Which mother in your life are you celebrating today? It's hard to imagine anyone who has had better good fortune than me in this domain. Three home runs.
For almost the first twenty-eight years of my life, my mom was the person I knew would always be there for me, in every capacity. She was my coach, my confidant, and my biggest fan. Even when I let her down - which I did continually, especially as an adolescent - she didn't waver. Losing her in 1977 was the biggest loss of my life to that point.

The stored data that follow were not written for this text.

#[cfg(test)]
mod tests {
    use super::*;
    use crate::http::testing::{ok, status, timeout, ScriptedTransport};
    use crate::llm::CandidateOrigin;
    use crate::market::types::{Candle, Timeframe};
    use serde_json::json;
    use std::sync::Arc;

    const BASE: &str = "http://gemini.test/v1beta";

    fn config(preferred: &[&str], discovery: bool) -> GeminiConfig {
        let mut config = GeminiConfig::new("k", BASE);
        config.preferred_models = preferred.iter().map(|s| s.to_string()).collect();
        config.discovery_enabled = discovery;
        config.discovery_retry = RetryPolicy::none();
        config.generation_retry = RetryPolicy::none();
        config
    }

    fn generator(transport: &Arc<ScriptedTransport>, config: GeminiConfig) -> ReportGenerator {
        ReportGenerator::new(ResilientClient::new(transport.clone()), config)
    }

    fn request() -> GenerationRequest {
        let candles = (0..3)
            .map(|i| Candle {
                time: 1_700_000_000_000 + i * 3_600_000,
                open: 100.0,
                high: 110.0,
                low: 95.0,
                close: 105.0,
                volume: 1234.5,
            })
            .collect();
        GenerationRequest {
            symbol: "BTC".to_string(),
            timeframe: Timeframe::OneDay,
            candles,
            funding_rate: "0.0100%".to_string(),
            long_short_ratio: "1.80 (Long: 64.3%, Short: 35.7%)".to_string(),
            sampling: SamplingParams::default(),
        }
    }

    fn text_reply(text: &str) -> crate::http::testing::Reply {
        ok(json!({"candidates": [{"content": {"parts": [{"text": text}]}}]}))
    }

    fn model_url(model: &str) -> String {
        format!("{BASE}/models/{model}:generateContent")
    }

    #[tokio::test]
    async fn first_candidate_success_stops_iteration() {
        let transport = ScriptedTransport::new(vec![ok(json!({
            "candidates": [{"content": {"parts": [{"text": "  Entry: $ 65,000"}, {"text": "\nok  "}]}}]
        }))]);
        let outcome = generator(&transport, config(&["m1", "m2"], false))
            .generate(&request())
            .await;

        assert_eq!(outcome, GenerationOutcome::Success("Entry: `$65,000`\nok".to_string()));
        assert_eq!(transport.urls(), vec![model_url("m1")]);
    }

    #[tokio::test]
    async fn sends_generation_config_and_prompt() {
        let transport = ScriptedTransport::new(vec![text_reply("report")]);
        generator(&transport, config(&["m1"], false))
            .generate(&request())
            .await;

        let req = &transport.requests()[0];
        assert_eq!(req.method, reqwest::Method::POST);
        assert_eq!(req.headers.get("x-goog-api-key").unwrap(), "k");
        let body = req.body.as_ref().unwrap();
        assert_eq!(body["contents"][0]["role"], "user");
        let prompt = body["contents"][0]["parts"][0]["text"].as_str().unwrap();
        assert!(prompt.contains("BTC/USDT"));
        assert_eq!(body["generationConfig"]["candidateCount"], 1);
        assert_eq!(body["generationConfig"]["maxOutputTokens"], 2048);
        assert!((body["generationConfig"]["temperature"].as_f64().unwrap() - 0.6).abs() < 1e-6);
    }

    #[tokio::test]
    async fn not_found_moves_to_next_candidate() {
        let transport = ScriptedTransport::new(vec![status(404, "model not found"), text_reply("second")]);
        let outcome = generator(&transport, config(&["m1", "m2", "m3"], false))
            .generate(&request())
            .await;

        assert_eq!(outcome, GenerationOutcome::Success("second".to_string()));
        assert_eq!(transport.urls(), vec![model_url("m1"), model_url("m2")]);
    }

    #[tokio::test]
    async fn timeout_and_empty_response_move_to_next_candidate() {
        let transport = ScriptedTransport::new(vec![
            timeout(),
            ok(json!({"candidates": []})),
            text_reply("third"),
        ]);
        let outcome = generator(&transport, config(&["m1", "m2", "m3"], false))
            .generate(&request())
            .await;

        assert_eq!(outcome, GenerationOutcome::Success("third".to_string()));
        assert_eq!(transport.urls().len(), 3);
    }

    #[tokio::test]
    async fn connection_reset_moves_to_next_candidate() {
        let transport = ScriptedTransport::new(vec![
            Err(crate::http::TransportError::Connect(
                "connection closed before message completed".to_string(),
            )),
            text_reply("second"),
        ]);
        let outcome = generator(&transport, config(&["m1", "m2"], false))
            .generate(&request())
            .await;

        assert_eq!(outcome, GenerationOutcome::Success("second".to_string()));
        assert_eq!(transport.urls(), vec![model_url("m1"), model_url("m2")]);
    }

    #[tokio::test]
    async fn rejected_request_aborts_without_trying_next() {
        let transport = ScriptedTransport::new(vec![
            status(400, "{\"error\": {\"message\": \"API key not valid\"}}"),
            text_reply("never"),
        ]);
        let outcome = generator(&transport, config(&["m1", "m2"], false))
            .generate(&request())
            .await;

        match outcome {
            GenerationOutcome::Failure { reason, attempted } => {
                assert!(reason.contains("HTTP 400"), "{reason}");
                assert!(reason.contains("API key not valid"));
                assert_eq!(attempted.len(), 1);
                assert_eq!(attempted[0].id, "m1");
            }
            other => panic!("unexpected outcome: {other:?}"),
        }
        assert_eq!(transport.urls(), vec![model_url("m1")]);
    }

    #[tokio::test]
    async fn all_not_found_lists_every_attempt() {
        let transport = ScriptedTransport::new(vec![
            status(404, "m1 missing"),
            status(404, "m2 missing"),
            status(404, "m3 missing"),
        ]);
        let outcome = generator(&transport, config(&["m1", "m2", "m3"], false))
            .generate(&request())
            .await;

        match outcome {
            GenerationOutcome::Failure { reason, attempted } => {
                let ids: Vec<&str> = attempted.iter().map(|c| c.id.as_str()).collect();
                assert_eq!(ids, vec!["m1", "m2", "m3"]);
                assert!(reason.contains("m3 missing"), "{reason}");
            }
            other => panic!("unexpected outcome: {other:?}"),
        }
    }

    #[tokio::test]
    async fn directory_outage_uses_preferred_only() {
        let transport = ScriptedTransport::new(vec![
            status(500, "directory down"),
            status(404, "p1 missing"),
            text_reply("from p2"),
        ]);
        let outcome = generator(&transport, config(&["p1", "p2"], true))
            .generate(&request())
            .await;

        assert_eq!(outcome, GenerationOutcome::Success("from p2".to_string()));
        let urls = transport.urls();
        assert_eq!(urls[0], format!("{BASE}/models"));
        assert_eq!(&urls[1..], &[model_url("p1"), model_url("p2")]);
    }

    #[tokio::test]
    async fn discovered_models_follow_preferred() {
        let transport = ScriptedTransport::new(vec![
            ok(json!({"models": [
                {"name": "models/g-1.0", "supportedGenerationMethods": ["generateContent"]},
                {"name": "models/g-2.0", "supportedGenerationMethods": ["generateContent"]}
            ]})),
            status(404, "p1 missing"),
            status(404, "g-2.0 missing"),
            text_reply("from g-1.0"),
        ]);
        let outcome = generator(&transport, config(&["p1"], true))
            .generate(&request())
            .await;

        assert_eq!(outcome, GenerationOutcome::Success("from g-1.0".to_string()));
        assert_eq!(
            &transport.urls()[1..],
            &[model_url("p1"), model_url("g-2.0"), model_url("g-1.0")]
        );
    }

    #[test]
    fn blocked_prompt_reports_reason() {
        let res: GenerateContentResponse = serde_json::from_value(json!({
            "promptFeedback": {"blockReason": "SAFETY"}
        }))
        .unwrap();
        assert!(response_text(&res).is_none());
        assert_eq!(res.empty_reason(), "prompt blocked (SAFETY)");
    }

    #[test]
    fn whitespace_only_text_is_empty() {
        let res: GenerateContentResponse = serde_json::from_value(json!({
            "candidates": [{"content": {"parts": [{"text": "  \n"}]}, "finishReason": "MAX_TOKENS"}]
        }))
        .unwrap();
        assert!(response_text(&res).is_none());
        assert_eq!(res.empty_reason(), "candidate had no text (finishReason=MAX_TOKENS)");
    }

    #[test]
    fn preferred_candidates_are_tagged() {
        let c = ModelCandidate::preferred("m1");
        assert_eq!(c.origin, CandidateOrigin::ConfiguredPreferred);
        assert!(c.supports_generation);
    }
}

From almost the day I met my life partner, one fantasy has consistently played out in my head. I wish I could have heard my mom and her laughing together. My mom had the greatest laugh I'd ever heard, until April of 1978. And after forty-eight years, it's difficult for me to single out one thing I most cherish about my life partner. But her laugh - the only clear rival I've ever had to mom's - is right up there. As is her unerring sense of how to be the best possible mother to our daughter.

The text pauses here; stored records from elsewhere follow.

use clap::Parser;
use musubi::prelude::*;
use std::fs;
use std::time::Instant;
use tracing_subscriber::EnvFilter;

/// Resolves a definition tree against a data set and reports the outcome
#[derive(Parser, Debug)]
#[command(version, about, long_about = None)]
struct Cli {
    /// Path to the definition JSON file
    definition_path: String,
    /// Path to the data JSON file (an array of data objects)
    data_path: String,

    /// Map a producer kind onto an engine kind, e.g. `--alias screen=form`
    #[arg(long = "alias", value_name = "PRODUCER=ENGINE")]
    aliases: Vec<String>,

    /// Write a JSON value through a definition, e.g. `--assign name='"Acme"'`
    #[arg(long, value_name = "KEY=JSON")]
    assign: Option<String>,

    /// Print the encoded resolution bundle for the definition with this key
    #[arg(long, value_name = "KEY")]
    bundle: Option<String>,

    /// Run the built-in validators over the visible tree
    #[arg(long)]
    validate: bool,
}

fn main() {
    tracing_subscriber::fmt()
        .with_env_filter(
            EnvFilter::try_from_default_env().unwrap_or_else(|_| EnvFilter::new("warn")),
        )
        .with_writer(std::io::stderr)
        .init();

    let cli = Cli::parse();
    run(cli);
}

fn run(cli: Cli) {
    let total_start = Instant::now();

    // --- 1. File Loading ---
    let definition_json = fs::read_to_string(&cli.definition_path).unwrap_or_else(|e| {
        exit_with_error(&format!(
            "Failed to read definition file '{}': {}",
            &cli.definition_path, e
        ))
    });
    let data_json = fs::read_to_string(&cli.data_path).unwrap_or_else(|e| {
        exit_with_error(&format!(
            "Failed to read data file '{}': {}",
            &cli.data_path, e
        ))
    });
    let data_value: serde_json::Value = serde_json::from_str(&data_json)
        .unwrap_or_else(|e| exit_with_error(&format!("Failed to parse data JSON: {}", e)));
    let mut data = JsonObject::slots_from_json(data_value);

    // --- 2. Decoding ---
    let decode_start = Instant::now();
    let decoder = cli
        .aliases
        .iter()
        .fold(Decoder::builder(), |builder, alias| match alias.split_once('=') {
            Some((producer, engine)) => builder.with_kind_alias(producer.trim(), engine.trim()),
            None => exit_with_error(&format!("Invalid alias '{}', expected PRODUCER=ENGINE", alias)),
        })
        .build();
    let mut tree = decoder
        .decode(definition_json.as_str())
        .unwrap_or_else(|e| exit_with_error(&format!("Failed to decode definition: {}", e)));
    let root = tree
        .root()
        .unwrap_or_else(|| exit_with_error("Definition file produced an empty tree"));
    let decode_duration = decode_start.elapsed();
    println!(
        "Decoded {} definitions in {:?}",
        tree.len(),
        decode_duration
    );

    // --- 3. Write-back ---
    if let Some(assignment) = &cli.assign {
        let (key, raw) = assignment.split_once('=').unwrap_or_else(|| {
            exit_with_error(&format!("Invalid assignment '{}', expected KEY=JSON", assignment))
        });
        let target = find_by_identity(&tree, key.trim());
        let value: serde_json::Value = serde_json::from_str(raw)
            .unwrap_or_else(|e| exit_with_error(&format!("Invalid JSON value '{}': {}", raw, e)));
        let outcome = tree.resolve_assign_data(target, &mut data, Value::from(value));
        println!("Assignment to '{}': {:?}", key.trim(), outcome);
    }

    // --- 4. Report ---
    println!("\n{}", ReportFormatter::format(&tree, root, &data));
    println!(
        "\nPending changes: {}",
        if tree.has_data_changes(root) { "yes" } else { "no" }
    );

    // --- 5. Validation ---
    if cli.validate {
        let issues = tree.validate(root, &data, &ValidatorRegistry::default());
        if issues.is_empty() {
            println!("Validation: no issues");
        } else {
            println!("Validation: {} issue(s)", issues.len());
            for issue in issues {
                println!("  - [{}] {}", issue.definition, issue.message);
            }
        }
    }

    // --- 6. Bundle ---
    if let Some(key) = &cli.bundle {
        let target = find_by_identity(&tree, key);
        let bundle = tree.get_resolution_bundle(target).unwrap_or_else(|| {
            let request = tree.resolution_request(target, &data);
            ResolutionBundle::new(request.definition, request.data)
        });
        let encoded = serde_json::to_string_pretty(&bundle.encode())
            .unwrap_or_else(|e| exit_with_error(&format!("Failed to encode bundle: {}", e)));
        println!("\nResolution bundle for '{}':\n{}", key, encoded);
    }

    println!("\nTotal Execution: {:?}", total_start.elapsed());
}

fn find_by_identity(tree: &DefinitionTree, key: &str) -> DefinitionId {
    tree.ids()
        .find(|id| tree.identity(*id) == key)
        .unwrap_or_else(|| exit_with_error(&format!("No definition with identity '{}'", key)))
}

fn exit_with_error(message: &str) -> ! {
    eprintln!("\nError: {}", message);
    std::process::exit(1);
}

My daughter is new to the role of mother. Is it too soon to say she'll be an equal to my mom or her own mother? I don't think it is. She had the best possible model, someone who unfailingly gave her unconditional love, the foundation to being a solid parent. From the day my grandson was born, I knew watching my daughter that she'd fully internalized that foundational message. I've seen nothing since - nor do I expect to - that would lead me to think that will ever change. My grandson's life is getting off to the same strong start as her own, and mine. Good mothers have that impact on their children's lives.

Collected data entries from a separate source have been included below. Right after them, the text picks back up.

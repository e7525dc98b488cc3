//! Tests for decoding, encoding and restructuring definition trees.
mod common;
use common::*;
use musubi::prelude::*;
use serde_json::json;

#[test]
fn test_decode_normalizes_every_path() {
    let tree = customer_form();

    assert_eq!(tree.len(), 10);
    assert_eq!(tree.normalized_paths(by_key(&tree, "customer")), ["%0%.customer"]);
    assert_eq!(tree.normalized_paths(by_key(&tree, "name")), ["%0%.customer.name"]);
    assert_eq!(
        tree.normalized_paths(by_key(&tree, "city")),
        ["%0%.customer.address.city"]
    );

    let root = tree.root().unwrap();
    let header = tree[root].kind.auxiliary(AuxiliarySlot::Header).unwrap();
    assert_eq!(tree.normalized_paths(header), ["%0%.customer.name"]);
    assert_eq!(tree.parent(header), Some(root));

    let holder = tree[by_key(&tree, "country")]
        .kind
        .auxiliary(AuxiliarySlot::PossibleValues)
        .unwrap();
    assert_eq!(tree.normalized_paths(holder), ["%1%.countries"]);
}

#[test]
fn test_decode_keeps_child_order_and_kinds() {
    let tree = customer_form();
    let root = tree.root().unwrap();
    let kinds: Vec<KindTag> = tree
        .children(root)
        .iter()
        .map(|child| tree[*child].kind.tag())
        .collect();
    assert_eq!(
        kinds,
        [
            KindTag::Input,
            KindTag::Input,
            KindTag::Panel,
            KindTag::Dropdown,
            KindTag::Checkbox
        ]
    );
    assert!(matches!(
        tree[by_key(&tree, "name")].kind,
        DefinitionKind::Input { required: true, .. }
    ));
    assert_eq!(tree[root].kind.label(), Some("Customer"));
}

#[test]
fn test_decode_accepts_legacy_field_names() {
    let tree = Decoder::default()
        .decode(json!({
            "type": "panel",
            "path": "%2%.order",
            "children": [{ "type": "input", "path": "number" }]
        }))
        .unwrap();
    let root = tree.root().unwrap();
    assert_eq!(tree[root].kind.tag(), KindTag::Panel);
    assert_eq!(
        tree.normalized_paths(tree.children(root)[0]),
        ["%2%.order.number"]
    );
}

#[test]
fn test_decode_from_str() {
    let tree = Decoder::default()
        .decode(r#"{ "kind": "checkbox", "dataPath": "active", "label": "Active" }"#)
        .unwrap();
    let root = tree.root().unwrap();
    assert_eq!(tree.normalized_paths(root), ["%0%.active"]);
}

#[test]
fn test_decode_with_kind_alias() {
    let decoder = Decoder::builder()
        .with_kind_alias("screen", "form")
        .with_kind_alias("broken", "notAKind")
        .build();

    let tree = decoder.decode(json!({ "kind": "screen" })).unwrap();
    assert_eq!(tree[tree.root().unwrap()].kind.tag(), KindTag::Form);

    let error = decoder.decode(json!({ "kind": "broken" })).unwrap_err();
    assert!(matches!(error, DefinitionError::UnknownKind { .. }));
}

#[test]
fn test_decode_errors() {
    let unknown = Decoder::default()
        .decode(json!({ "kind": "carousel", "key": "promo" }))
        .unwrap_err();
    assert_eq!(
        unknown,
        DefinitionError::UnknownKind {
            key: "promo".to_string(),
            kind: "carousel".to_string()
        }
    );

    let malformed = Decoder::default().decode("{ not json").unwrap_err();
    assert!(matches!(malformed, DefinitionError::JsonParseError(_)));

    let leaf_with_children = Decoder::default()
        .decode(json!({ "kind": "input", "children": [{ "kind": "input" }] }))
        .unwrap_err();
    assert!(matches!(
        leaf_with_children,
        DefinitionError::NotAContainer(_)
    ));

    let wrong_slot = Decoder::default()
        .decode(json!({ "kind": "panel", "header": { "kind": "textItem" } }))
        .unwrap_err();
    assert!(matches!(
        wrong_slot,
        DefinitionError::InvalidAuxiliarySlot { .. }
    ));
}

#[test]
fn test_custom_producer_format() {
    struct Field {
        name: &'static str,
        caption: &'static str,
    }
    struct Screen {
        binding: &'static str,
        fields: Vec<Field>,
    }

    impl IntoDefinition for Screen {
        fn into_definition(self) -> std::result::Result<DefinitionSpec, DefinitionError> {
            if self.fields.is_empty() {
                return Err(DefinitionError::ConversionError(
                    "screen without fields".to_string(),
                ));
            }
            let mut form = DefinitionSpec::new("form").with_data_path(self.binding);
            for field in self.fields {
                let mut input = DefinitionSpec::new("input")
                    .with_key(field.name)
                    .with_data_path(field.name);
                input.label = Some(field.caption.to_string());
                form = form.with_child(input);
            }
            Ok(form)
        }
    }

    let tree = Decoder::default()
        .decode(Screen {
            binding: "%1%",
            fields: vec![Field {
                name: "total",
                caption: "Total",
            }],
        })
        .unwrap();
    let total = by_key(&tree, "total");
    assert_eq!(tree.normalized_paths(total), ["%1%.total"]);
    assert_eq!(tree[total].kind.label(), Some("Total"));

    let empty = Decoder::default().decode(Screen {
        binding: "%0%",
        fields: vec![],
    });
    assert!(matches!(empty, Err(DefinitionError::ConversionError(_))));
}

#[test]
fn test_encode_round_trip() {
    let tree = customer_form();
    let root = tree.root().unwrap();
    let encoded = tree.to_json(root);

    assert_eq!(encoded["kind"], json!("form"));
    assert_eq!(encoded["dataPath"], json!("%0%.customer"));
    assert_eq!(encoded["children"][1]["hideIfEmpty"], json!(true));
    assert_eq!(
        encoded["children"][3]["possibleValues"]["dataPath"],
        json!("%1%.countries")
    );
    assert!(encoded["children"][0].get("hidden").is_none());

    let reparsed = Decoder::default().decode(encoded).unwrap();
    let reparsed_root = reparsed.root().unwrap();
    assert_eq!(reparsed.encode(reparsed_root), tree.encode(root));
}

#[test]
fn test_set_parent_rules() {
    let mut tree = DefinitionTree::new();
    let first = tree.insert(panel("%0%"));
    let second = tree.insert(panel("%1%"));
    let leaf = tree.insert(input("name"));

    tree.set_parent(leaf, first).unwrap();
    // Same parent again: nothing changes.
    tree.set_parent(leaf, first).unwrap();
    assert_eq!(tree.children(first), [leaf]);

    assert_eq!(
        tree.set_parent(leaf, second),
        Err(DefinitionError::AlreadyParented {
            child: leaf.index(),
            current: first.index(),
            requested: second.index()
        })
    );
    assert_eq!(tree.normalized_paths(leaf), ["%0%.name"]);

    let orphan = tree.insert(input("x"));
    assert_eq!(
        tree.set_parent(orphan, leaf),
        Err(DefinitionError::NotAContainer(leaf.index()))
    );

    tree.set_parent(second, first).unwrap();
    assert!(matches!(
        tree.set_parent(first, second),
        Err(DefinitionError::CyclicParent { .. })
    ));
}

#[test]
fn test_set_data_path_renormalizes_subtree() {
    let mut tree = customer_form();
    let root = tree.root().unwrap();
    tree.set_data_path(root, "%3%.supplier");

    assert_eq!(
        tree.normalized_paths(by_key(&tree, "street")),
        ["%3%.supplier.address.street"]
    );
    let header = tree[root].kind.auxiliary(AuxiliarySlot::Header).unwrap();
    assert_eq!(tree.normalized_paths(header), ["%3%.supplier.name"]);
    // Anchored paths are left alone.
    let holder = tree[by_key(&tree, "country")]
        .kind
        .auxiliary(AuxiliarySlot::PossibleValues)
        .unwrap();
    assert_eq!(tree.normalized_paths(holder), ["%1%.countries"]);
}

#[test]
fn test_attach_auxiliary_replaces_occupant() {
    let mut tree = customer_form();
    let root = tree.root().unwrap();
    let old_header = tree[root].kind.auxiliary(AuxiliarySlot::Header).unwrap();

    let new_header = tree.insert(DefinitionNode::new(
        DefinitionKind::TextItem {
            text: "Billing".to_string(),
        },
        "vat",
    ));
    tree.attach_auxiliary(root, AuxiliarySlot::Header, new_header)
        .unwrap();

    assert!(!tree.contains(old_header));
    assert_eq!(
        tree[root].kind.auxiliary(AuxiliarySlot::Header),
        Some(new_header)
    );
    assert_eq!(tree.normalized_paths(new_header), ["%0%.customer.vat"]);
}

#[test]
fn test_remove_subtree() {
    let mut tree = customer_form();
    let before = tree.len();
    let address = by_key(&tree, "address");
    let street = by_key(&tree, "street");
    let root = tree.root().unwrap();

    tree.remove_subtree(address);
    assert_eq!(tree.len(), before - 3);
    assert!(!tree.contains(address));
    assert!(!tree.contains(street));
    assert!(!tree.children(root).contains(&address));
    // Removing twice is harmless.
    tree.remove_subtree(address);
    assert_eq!(tree.len(), before - 3);
}

#[test]
#[should_panic(expected = "is not part of this tree")]
fn test_stale_handle_panics_on_index() {
    let mut tree = customer_form();
    let vat = by_key(&tree, "vat");
    tree.remove_subtree(vat);
    let _ = &tree[vat];
}

#[test]
fn test_graft_scopes_and_observes() {
    let mut tree = customer_form();
    let address = by_key(&tree, "address");
    let observer = Observer::builder().translate(|s| s.to_uppercase()).build();
    tree.set_observer(tree.root().unwrap(), observer.clone());

    let extra = Decoder::default()
        .decode(json!({
            "kind": "panel",
            "key": "geo",
            "dataPath": "geo",
            "children": [{ "kind": "input", "key": "lat", "dataPath": "lat" }]
        }))
        .unwrap();
    let geo = tree.graft(address, &extra).unwrap();

    assert_eq!(tree.children(address).last(), Some(&geo));
    assert_eq!(
        tree.normalized_paths(by_key(&tree, "lat")),
        ["%0%.customer.address.geo.lat"]
    );
    assert!(Rc::ptr_eq(
        tree.observer(by_key(&tree, "lat")).unwrap(),
        &observer
    ));

    let not_container = tree.graft(by_key(&tree, "name"), &extra);
    assert!(matches!(not_container, Err(DefinitionError::NotAContainer(_))));
    assert!(matches!(
        tree.graft(address, &DefinitionTree::new()),
        Err(DefinitionError::ConversionError(_))
    ));
}

#[test]
fn test_replace_children_keeps_order() {
    let mut tree = customer_form();
    let address = by_key(&tree, "address");
    let street = by_key(&tree, "street");
    let replacements: Vec<DefinitionTree> = ["zip", "town"]
        .into_iter()
        .map(|key| {
            Decoder::default()
                .decode(json!({ "kind": "input", "key": key, "dataPath": key }))
                .unwrap()
        })
        .collect();

    let added = tree.replace_children(address, &replacements).unwrap();
    assert_eq!(tree.children(address), added.as_slice());
    assert!(!tree.contains(street));
    assert_eq!(
        tree.normalized_paths(added[1]),
        ["%0%.customer.address.town"]
    );
    assert_eq!(tree.identity(added[0]), "zip");
}

#[test]
fn test_extract_is_standalone() {
    let tree = customer_form();
    let data = customer_data();
    let address = by_key(&tree, "address");

    let snapshot = tree.extract(address);
    let root = snapshot.root().unwrap();
    assert_eq!(snapshot.len(), 3);
    assert_eq!(snapshot.parent(root), None);
    assert_eq!(snapshot.data_path(root), "%0%.customer.address");

    // Decoding the snapshot on its own resolves the same values.
    let restored = Decoder::default().decode(snapshot.to_json(root)).unwrap();
    assert_eq!(
        values(restored.resolve_data(by_key(&restored, "city"), &data)),
        values(tree.resolve_data(by_key(&tree, "city"), &data))
    );
}

#[test]
fn test_extract_leaves_bundles_and_observers_behind() {
    let mut tree = customer_form();
    let data = customer_data();
    let root = tree.root().unwrap();
    tree.set_observer(root, Observer::builder().build());

    // Re-bundling the same definition over and over never nests snapshots.
    for _ in 0..4 {
        let request = tree.resolution_request(root, &data);
        tree.set_resolution_bundle(root, ResolutionBundle::new(request.definition, request.data));
    }
    let held = tree[root].resolution_bundle().unwrap();
    let held_root = held.definition.root().unwrap();
    assert!(held.definition[held_root].resolution_bundle().is_none());

    let snapshot = tree.extract(root);
    for id in snapshot.ids() {
        assert!(snapshot[id].resolution_bundle().is_none());
        assert!(snapshot[id].observer().is_none());
    }
    assert_eq!(snapshot.len(), tree.len());
}

#[test]
fn test_failed_decode_into_leaves_tree_untouched() {
    let mut tree = customer_form();
    let before = tree.ids().collect::<Vec<_>>();
    let spec: DefinitionSpec = serde_json::from_value(json!({
        "kind": "panel",
        "children": [
            { "kind": "input", "dataPath": "a" },
            { "kind": "panel", "children": [{ "kind": "carousel" }] }
        ]
    }))
    .unwrap();

    assert!(Decoder::default().decode_into(&mut tree, &spec).is_err());
    assert_eq!(tree.ids().collect::<Vec<_>>(), before);

    let leaf_with_children: DefinitionSpec = serde_json::from_value(json!({
        "kind": "input",
        "children": [{ "kind": "input" }]
    }))
    .unwrap();
    assert!(matches!(
        Decoder::default().decode_into(&mut tree, &leaf_with_children),
        Err(DefinitionError::NotAContainer(_))
    ));
    assert_eq!(tree.ids().collect::<Vec<_>>(), before);
    assert_eq!(tree.root(), before.first().copied());
}

#[test]
fn test_identity_prefers_key_then_position() {
    let tree = Decoder::default()
        .decode(json!({
            "kind": "form",
            "header": { "kind": "panel", "children": [{ "kind": "textItem" }] },
            "children": [
                { "kind": "input" },
                { "kind": "panel", "children": [{ "kind": "input" }, { "kind": "input", "key": "named" }] }
            ]
        }))
        .unwrap();
    let root = tree.root().unwrap();
    let header = tree[root].kind.auxiliary(AuxiliarySlot::Header).unwrap();
    let nested = tree.children(root)[1];

    assert_eq!(tree.identity(root), "/");
    assert_eq!(tree.identity(tree.children(root)[0]), "/0");
    assert_eq!(tree.identity(tree.children(nested)[0]), "/1/0");
    assert_eq!(tree.identity(tree.children(nested)[1]), "named");
    assert_eq!(tree.identity(header), "/header");
    assert_eq!(tree.identity(tree.children(header)[0]), "/header/0");
}

#[test]
fn test_lineage_and_subtree_order() {
    let tree = customer_form();
    let street = by_key(&tree, "street");
    let lineage: Vec<String> = tree.lineage(street).map(|id| tree.identity(id)).collect();
    assert_eq!(lineage, ["street", "address", "customer"]);

    let order: Vec<String> = tree
        .subtree(by_key(&tree, "customer"))
        .into_iter()
        .map(|id| tree.identity(id))
        .collect();
    assert_eq!(
        order,
        [
            "customer", "name", "vat", "address", "street", "city", "country",
            "/3/possibleValues", "active", "/header"
        ]
    );
}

I hope you've been as fortunate as I've been. If you have, remember to acknowledge the mothers who have shaped you, or shaped your children, or are shaping future generations.

Thank you Pat for a lovely tribute to the Mom's in your life. I too was fortunate to have a Mom who gave me and my sister unconditional love. I had her longer in my life than you did - I was 42- but I would have loved for her to live long enough to experience her great-grandchildren. She loved children and would have been thrilled. And talk about role models! I could go on and on....Such warm memories.
ReplyDeleteInes; Thanks for the comment and nice feedback. My mom got to meet only one grandchild, my oldest niece (who you've met), born in 1975 almost exactly two years before mom died. I'm pleased for you that your mom was able to meet her grandchildren and also that she was with you until you were in your 40s. That's a gift.